WHAT YOU WILL DO
Each entry should be quoted word for word, including every mark of punctuation.

---

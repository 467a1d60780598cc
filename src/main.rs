use anyhow::Result;
use clap::{Parser, Subcommand};
use tracing::debug;

use spendwise::cli::{
    handle_account_command, handle_ai_command, handle_alert_command, handle_budget_command,
    handle_categorize_command, handle_category_command, handle_duplicates_command,
    handle_export_command, handle_goal_command, handle_import_command, handle_report_command,
    handle_transaction_command,
};
use spendwise::config::{Settings, SpendwisePaths};
use spendwise::storage::{initialize_storage, Storage};

#[derive(Parser)]
#[command(
    name = "spendwise",
    version,
    about = "Personal finance tracking from the terminal",
    long_about = "Spendwise imports bank CSV exports, flags duplicate transactions, \
                  categorizes spending and tracks budgets, goals and net worth. \
                  Optional AI features categorize, summarise and answer questions \
                  about your finances."
)]
struct Cli {
    /// Show debug logging on stderr
    #[arg(short, long, global = true)]
    verbose: bool,

    #[command(subcommand)]
    command: Option<Commands>,
}

#[derive(Subcommand)]
enum Commands {
    /// Create the data directory, default settings and starter categories
    Init,

    /// Show current configuration and paths
    Config,

    /// Account management commands
    #[command(subcommand)]
    Account(spendwise::cli::AccountCommands),

    /// Transaction management commands
    #[command(subcommand, alias = "txn")]
    Transaction(spendwise::cli::TransactionCommands),

    /// Import transactions from a bank CSV export
    Import(spendwise::cli::ImportArgs),

    /// Find and resolve duplicate transactions
    #[command(subcommand, alias = "dupes")]
    Duplicates(spendwise::cli::DuplicatesCommands),

    /// Rule and history based categorization
    #[command(subcommand)]
    Categorize(spendwise::cli::CategorizeCommands),

    /// Category management commands
    #[command(subcommand)]
    Category(spendwise::cli::CategoryCommands),

    /// Budget management commands
    #[command(subcommand)]
    Budget(spendwise::cli::BudgetCommands),

    /// Savings goal commands
    #[command(subcommand)]
    Goal(spendwise::cli::GoalCommands),

    /// Budget warnings and AI insights
    #[command(subcommand)]
    Alert(spendwise::cli::AlertCommands),

    /// Generate reports
    #[command(subcommand)]
    Report(spendwise::cli::ReportCommands),

    /// AI categorization, insights and chat
    #[command(subcommand)]
    Ai(spendwise::cli::AiCommands),

    /// Export data
    #[command(subcommand)]
    Export(spendwise::cli::ExportCommands),
}

fn main() -> Result<()> {
    let cli = Cli::parse();
    spendwise::logging::init(cli.verbose);

    let paths = SpendwisePaths::new()?;

    let command = match cli.command {
        Some(Commands::Init) => {
            println!("Initializing Spendwise at: {}", paths.base_dir().display());
            initialize_storage(&paths)?;
            println!("Initialization complete!");
            println!();
            println!("Starter categories have been created. Next steps:");
            println!("  spendwise account create \"Checking\"");
            println!("  spendwise import statement.csv --account Checking");
            return Ok(());
        }
        Some(command) => command,
        None => {
            println!("Spendwise - personal finance tracking from the terminal");
            println!();
            println!("Run 'spendwise --help' for usage information.");
            return Ok(());
        }
    };

    if !paths.is_initialized() {
        debug!(path = %paths.base_dir().display(), "first run, initializing storage");
        initialize_storage(&paths)?;
    }

    let settings = Settings::load_or_create(&paths)?;
    settings.validate()?;

    let mut storage = Storage::new(paths.clone())?;
    storage.load_all()?;

    match command {
        Commands::Init => {}
        Commands::Config => {
            println!("Spendwise Configuration");
            println!("=======================");
            println!("Base directory: {}", paths.base_dir().display());
            println!("Data directory: {}", paths.data_dir().display());
            println!("Settings file:  {}", paths.settings_file().display());
            println!();
            println!("Settings:");
            println!("  Base currency:  {}", settings.base_currency);
            for (code, rate) in &settings.exchange_rates {
                println!("    1 {} = {} {}", code, rate, settings.base_currency);
            }
            println!("  Date format:    {}", settings.date_format);
            println!("  Built-in rules: {}", settings.categorization.use_builtin_rules);
            println!("  AI endpoint:    {}", settings.ai.endpoint);
            println!("  AI model:       {}", settings.ai.model);
            println!("  AI key from:    ${}", settings.ai.api_key_env);
        }
        Commands::Account(cmd) => handle_account_command(&storage, &settings, cmd)?,
        Commands::Transaction(cmd) => handle_transaction_command(&storage, &settings, cmd)?,
        Commands::Import(args) => handle_import_command(&storage, &settings, args)?,
        Commands::Duplicates(cmd) => handle_duplicates_command(&storage, &settings, cmd)?,
        Commands::Categorize(cmd) => handle_categorize_command(&storage, &settings, cmd)?,
        Commands::Category(cmd) => handle_category_command(&storage, cmd)?,
        Commands::Budget(cmd) => handle_budget_command(&storage, &settings, cmd)?,
        Commands::Goal(cmd) => handle_goal_command(&storage, &settings, cmd)?,
        Commands::Alert(cmd) => handle_alert_command(&storage, &settings, cmd)?,
        Commands::Report(cmd) => handle_report_command(&storage, &settings, cmd)?,
        Commands::Ai(cmd) => handle_ai_command(&storage, &settings, cmd)?,
        Commands::Export(cmd) => handle_export_command(&storage, cmd)?,
    }

    Ok(())
}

---

SOLUTION
repository 467a1d60780598cc
filename src/main.rs
use anyhow::Result;
use clap::{Parser, Subcommand};
use tracing::debug;

use spendwise::cli::{
    handle_account_command, handle_ai_command, handle_alert_command, handle_budget_command,
    handle_categorize_command, handle_category_command, handle_duplicates_command,
    handle_export_command, handle_goal_command, handle_import_command, handle_report_command,
    handle_transaction_command,
};
use spendwise::config::{Settings, SpendwisePaths};
use spendwise::storage::{initialize_storage, Storage};

#[derive(Parser)]
#[command(
    name = "spendwise",
    version,
    about = "Personal finance tracking from the terminal",
    long_about = "Spendwise imports bank CSV exports, flags duplicate transactions, \
                  categorizes spending and tracks budgets, goals and net worth. \
                  Optional AI features categorize, summarise and answer questions \
                  about your finances."
)]
struct Cli {
    /// Show debug logging on stderr
    #[arg(short, long, global = true)]
    verbose: bool,

    #[command(subcommand)]
    command: Option<Commands>,
}

#[derive(Subcommand)]
enum Commands {
    /// Create the data directory, default settings and starter categories
    Init,

    /// Show current configuration and paths
    Config,

    /// Account management commands
    #[command(subcommand)]
    Account(spendwise::cli::AccountCommands),

    /// Transaction management commands
    #[command(subcommand, alias = "txn")]
    Transaction(spendwise::cli::TransactionCommands),

    /// Import transactions from a bank CSV export
    Import(spendwise::cli::ImportArgs),

    /// Find and resolve duplicate transactions
    #[command(subcommand, alias = "dupes")]
    Duplicates(spendwise::cli::DuplicatesCommands),

    /// Rule and history based categorization
    #[command(subcommand)]
    Categorize(spendwise::cli::CategorizeCommands),

    /// Category management commands
    #[command(subcommand)]
    Category(spendwise::cli::CategoryCommands),

    /// Budget management commands
    #[command(subcommand)]
    Budget(spendwise::cli::BudgetCommands),

    /// Savings goal commands
    #[command(subcommand)]
    Goal(spendwise::cli::GoalCommands),

    /// Budget warnings and AI insights
    #[command(subcommand)]
    Alert(spendwise::cli::AlertCommands),

    /// Generate reports
    #[command(subcommand)]
    Report(spendwise::cli::ReportCommands),

    /// AI categorization, insights and chat
    #[command(subcommand)]
    Ai(spendwise::cli::AiCommands),

    /// Export data
    #[command(subcommand)]
    Export(spendwise::cli::ExportCommands),
}

fn main() -> Result<()> {
    let cli = Cli::parse();
    spendwise::logging::init(cli.verbose);

    let paths = SpendwisePaths::new()?;

    let command = match cli.command {
        Some(Commands::Init) => {
            println!("Initializing Spendwise at: {}", paths.base_dir().display());
            initialize_storage(&paths)?;
            println!("Initialization complete!");
            println!();
            println!("Starter categories have been created. Next steps:");
            println!("  spendwise account create \"Checking\"");
            println!("  spendwise import statement.csv --account Checking");
            return Ok(());
        }
        Some(command) => command,
        None => {
            println!("Spendwise - personal finance tracking from the terminal");
            println!();
            println!("Run 'spendwise --help' for usage information.");
            return Ok(());
        }
    };

    if !paths.is_initialized() {
        debug!(path = %paths.base_dir().display(), "first run, initializing storage");
        initialize_storage(&paths)?;
    }

    let settings = Settings::load_or_create(&paths)?;
    settings.validate()?;

    let mut storage = Storage::new(paths.clone())?;
    storage.load_all()?;

    match command {
        Commands::Init => {}
        Commands::Config => {
            println!("Spendwise Configuration");
            println!("=======================");
            println!("Base directory: {}", paths.base_dir().display());
            println!("Data directory: {}", paths.data_dir().display());
            println!("Settings file:  {}", paths.settings_file().display());
            println!();
            println!("Settings:");
            println!("  Base currency:  {}", settings.base_currency);
            for (code, rate) in &settings.exchange_rates {
                println!("    1 {} = {} {}", code, rate, settings.base_currency);
            }
            println!("  Date format:    {}", settings.date_format);
            println!("  Built-in rules: {}", settings.categorization.use_builtin_rules);
            println!("  AI endpoint:    {}", settings.ai.endpoint);
            println!("  AI model:       {}", settings.ai.model);
            println!("  AI key from:    ${}", settings.ai.api_key_env);
        }
        Commands::Account(cmd) => handle_account_command(&storage, &settings, cmd)?,
        Commands::Transaction(cmd) => handle_transaction_command(&storage, &settings, cmd)?,
        Commands::Import(args) => handle_import_command(&storage, &settings, args)?,
        Commands::Duplicates(cmd) => handle_duplicates_command(&storage, &settings, cmd)?,
        Commands::Categorize(cmd) => handle_categorize_command(&storage, &settings, cmd)?,
        Commands::Category(cmd) => handle_category_command(&storage, cmd)?,
        Commands::Budget(cmd) => handle_budget_command(&storage, &settings, cmd)?,
        Commands::Goal(cmd) => handle_goal_command(&storage, &settings, cmd)?,
        Commands::Alert(cmd) => handle_alert_command(&storage, &settings, cmd)?,
        Commands::Report(cmd) => handle_report_command(&storage, &settings, cmd)?,
        Commands::Ai(cmd) => handle_ai_command(&storage, &settings, cmd)?,
        Commands::Export(cmd) => handle_export_command(&storage, cmd)?,
    }

    Ok(())
}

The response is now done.